ちなみにAftermathとは、大災害の後、という風に訳す。

とにかくぬくもりと優しさにあふれていて、聴いていて泣きそうになる。

一方で、"Final Straw"では当時のブッシュ政権をかなりあからさまに批判している。

これ以上お前に勝手な事はさせるか、といっているようなこの曲である。


これらの曲を見ただけでも、今の日本の状況に照らしても、実にマッチしていると言うか、こういう音楽をこそ聴かれるべきなのではないかと思わしむる。

元々良い曲を書くバンドであるが、時代を射抜く目と言うか、そういう点もやはり優れていると思う。 
ここ最近の2作よりもこのアルバムの方がよほど良いアルバムだと思うし。

今まさに聴かれるべき音楽だと思う。

日本ではこういう音楽を出来る人がそもそもいないとさえ思える。

特に大物と呼ばれる連中は、概ね上を向いて歩こうというばかり。

別に悪い事とは思わないし、こういうのも大事だと思うが、そこから先に進むような音楽をやっている人はいない。

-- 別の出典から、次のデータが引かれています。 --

// Backend over a memory region the caller already has

use super::{check_slot_size, MemoryBackend, MemoryBackendType, SlotId, SlotInfo, SlotKind};
use crate::error::{ShmError, ShmResult};
use crate::memory::platform::align_up;
use parking_lot::RwLock;
use std::ptr::{self, NonNull};

/// Slot starts and sizes are multiples of this
pub const ARRAY_SLOT_ALIGN: usize = 64;

#[derive(Debug)]
struct ArrayState {
    open: bool,
    slots: Vec<SlotInfo>,
    /// Next unused byte, relative to the aligned start of the region
    cur_size: usize,
}

/// Slots carved out of a caller-supplied byte region
///
/// The region may be a boxed buffer handed over to the backend or any
/// memory the caller keeps alive, such as a window of a mapping made
/// elsewhere. Slot ids and offsets are local bookkeeping; there is no header
/// in the region, so nothing can attach to it.
#[derive(Debug)]
pub struct ArrayBackend {
    url: String,
    /// First 64-byte aligned address of the region
    base: NonNull<u8>,
    len: usize,
    /// Set when the region came from `from_boxed` and is freed on drop
    owned: Option<(NonNull<u8>, usize)>,
    state: RwLock<ArrayState>,
}

// The region is only reached through slot pointers handed to allocators
unsafe impl Send for ArrayBackend {}
unsafe impl Sync for ArrayBackend {}

impl ArrayBackend {
    /// Take ownership of `buffer` and carve slots out of it
    pub fn from_boxed(url: &str, buffer: Box<[u8]>) -> Self {
        let len = buffer.len();
        let raw = Box::into_raw(buffer) as *mut u8;
        // Box never hands out a null pointer
        let start = NonNull::new(raw).unwrap_or(NonNull::dangling());
        let mut backend = Self::over(url, start, len);
        backend.owned = Some((start, len));
        backend
    }

    /// Use `len` bytes at `ptr` without taking ownership
    ///
    /// # Safety
    /// The bytes must stay valid for reads and writes, and untouched by
    /// anything but this backend's allocators, for as long as the backend or
    /// any allocator built on it is alive.
    pub unsafe fn from_raw_parts(url: &str, ptr: *mut u8, len: usize) -> ShmResult<Self> {
        let start = NonNull::new(ptr).ok_or_else(|| {
            ShmError::backend_create_failed("ArrayBackend::from_raw_parts", "null region")
        })?;
        Ok(Self::over(url, start, len))
    }

    fn over(url: &str, start: NonNull<u8>, len: usize) -> Self {
        let addr = start.as_ptr() as usize;
        let skip = (align_up(addr, ARRAY_SLOT_ALIGN) - addr).min(len);
        let base = unsafe { NonNull::new_unchecked(start.as_ptr().add(skip)) };
        Self {
            url: url.to_string(),
            base,
            len: len - skip,
            owned: None,
            state: RwLock::new(ArrayState {
                open: false,
                slots: Vec::new(),
                cur_size: 0,
            }),
        }
    }

    /// Usable bytes after aligning the start of the region
    pub fn capacity(&self) -> usize {
        self.len
    }

    pub fn remaining(&self) -> usize {
        self.len - self.state.read().cur_size
    }
}

impl Drop for ArrayBackend {
    fn drop(&mut self) {
        if let Some((start, len)) = self.owned.take() {
            unsafe { drop(Box::from_raw(ptr::slice_from_raw_parts_mut(start.as_ptr(), len))) };
        }
    }
}

impl MemoryBackend for ArrayBackend {
    fn url(&self) -> &str {
        &self.url
    }

    fn backend_type(&self) -> MemoryBackendType {
        MemoryBackendType::Array
    }

    fn create(&self) -> ShmResult<()> {
        if self.len < ARRAY_SLOT_ALIGN {
            return Err(ShmError::backend_create_failed(
                "ArrayBackend::create",
                format!("region of {} usable bytes is too small", self.len),
            ));
        }
        let mut state = self.state.write();
        state.open = true;
        state.slots.clear();
        state.cur_size = 0;
        log::debug!("Created array backend {} ({} bytes)", self.url, self.len);
        Ok(())
    }

    fn attach(&self) -> ShmResult<()> {
        Err(ShmError::backend_unsupported(
            "ArrayBackend::attach",
            format!("{} has no header to attach to", self.url),
        ))
    }

    fn create_slot(&self, size: usize) -> ShmResult<SlotInfo> {
        check_slot_size("ArrayBackend::create_slot", size)?;
        let size = size
            .checked_add(ARRAY_SLOT_ALIGN - 1)
            .map(|padded| padded & !(ARRAY_SLOT_ALIGN - 1))
            .ok_or_else(|| ShmError::out_of_memory("ArrayBackend::create_slot", "slot size overflows"))?;

        let mut state = self.state.write();
        if !state.open {
            return Err(ShmError::backend_unsupported(
                "ArrayBackend::create_slot",
                format!("{} is not open", self.url),
            ));
        }
        if size > self.len - state.cur_size {
            return Err(ShmError::out_of_memory(
                "ArrayBackend::create_slot",
                format!(
                    "slot of {} bytes does not fit ({} of {} bytes used)",
                    size, state.cur_size, self.len
                ),
            ));
        }

        let ptr = unsafe { NonNull::new_unchecked(self.base.as_ptr().add(state.cur_size)) };
        let info = SlotInfo::new(state.slots.len(), state.cur_size as u64, size, SlotKind::Data, ptr);
        state.cur_size += size;
        state.slots.push(info);
        log::debug!("{}: created slot {} ({} bytes at {:#x})", self.url, info.id, size, info.off);
        Ok(info)
    }

    fn slot(&self, id: SlotId) -> Option<SlotInfo> {
        self.state.read().slots.get(id).copied()
    }

    fn num_slots(&self) -> usize {
        self.state.read().slots.len()
    }

    fn refresh(&self) -> ShmResult<usize> {
        Ok(0)
    }

    fn detach(&self) -> ShmResult<()> {
        self.state.write().open = false;
        Ok(())
    }

    fn destroy(&self) -> ShmResult<()> {
        self.state.write().open = false;
        Ok(())
    }
}

#[cfg(test)]
mod tests {
    use super::*;

    #[test]
    fn test_slots_are_aligned_and_disjoint() {
        let backend = ArrayBackend::from_boxed("array", vec![0u8; 10_000].into_boxed_slice());
        backend.create().unwrap();
        let a = backend.create_slot(100).unwrap();
        let b = backend.create_slot(1).unwrap();
        assert_eq!((a.id, b.id), (0, 1));
        assert_eq!(a.size, 128);
        assert_eq!(b.off, 128);
        assert_eq!(a.as_ptr() as usize % ARRAY_SLOT_ALIGN, 0);
        assert_eq!(b.as_ptr() as usize - a.as_ptr() as usize, 128);
        assert_eq!(backend.data_slots().len(), 2);
        assert_eq!(backend.remaining(), backend.capacity() - 192);
    }

    #[test]
    fn test_region_bounds_enforced() {
        let backend = ArrayBackend::from_boxed("array", vec![0u8; 4096].into_boxed_slice());
        backend.create().unwrap();
        let err = backend.create_slot(backend.capacity() + 1).unwrap_err();
        assert!(matches!(err, ShmError::OutOfMemory { .. }));
        assert!(matches!(
            backend.create_slot(usize::MAX).unwrap_err(),
            ShmError::OutOfMemory { .. }
        ));
        let first = backend.create_slot(1024).unwrap();
        assert_eq!(first.size, 1024);
        assert!(backend.create_slot(backend.remaining() + 1).is_err());
        let rest = backend.remaining() & !(ARRAY_SLOT_ALIGN - 1);
        backend.create_slot(rest).unwrap();
        assert!(backend.create_slot(1).is_err());
    }

    #[test]
    fn test_caller_region_sees_writes() {
        let mut region = vec![0u64; 1024];
        let backend = unsafe {
            ArrayBackend::from_raw_parts("array", region.as_mut_ptr() as *mut u8, 8192).unwrap()
        };
        backend.create().unwrap();
        let slot = backend.create_slot(64).unwrap();
        unsafe { (slot.as_ptr() as *mut u64).write(0x1122_3344) };
        drop(backend);
        assert!(region.contains(&0x1122_3344));
    }

    #[test]
    fn test_unsupported_and_closed() {
        let backend = ArrayBackend::from_boxed("array", vec![0u8; 32].into_boxed_slice());
        assert!(matches!(
            backend.create().unwrap_err(),
            ShmError::BackendCreateFailed { .. }
        ));
        assert!(matches!(
            backend.attach().unwrap_err(),
            ShmError::BackendUnsupportedOperation { .. }
        ));
        assert!(unsafe { ArrayBackend::from_raw_parts("array", ptr::null_mut(), 64) }.is_err());

        let backend = ArrayBackend::from_boxed("array", vec![0u8; 4096].into_boxed_slice());
        assert!(backend.create_slot(64).is_err());
        backend.create().unwrap();
        backend.detach().unwrap();
        assert!(backend.create_slot(64).is_err());
    }
}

知らないだけかもしれないけど、少なくともテレビに出ている連中はまずやらない。


音楽の価値という点で見ると、純粋に音楽としての革新性と言ったものは重要だし、普段聴いていて刺激的だと感じる音楽はそういった類いである場合が多い。

だけど、メッセージとしての音楽という側面もある訳で、およそ日本の音楽にはない要素だと思う。

まあ、勝手に私がそう思っているだけなので、気にしてもらわなくて結構なんだけど、このアルバムは是非聴いてほしいなと思う。

特に今しんどい思いしている人にはね。

表面的な頑張れよりも、もっと深く刺さるはずである。

こういうのを良い音楽と言うのではないかと思う。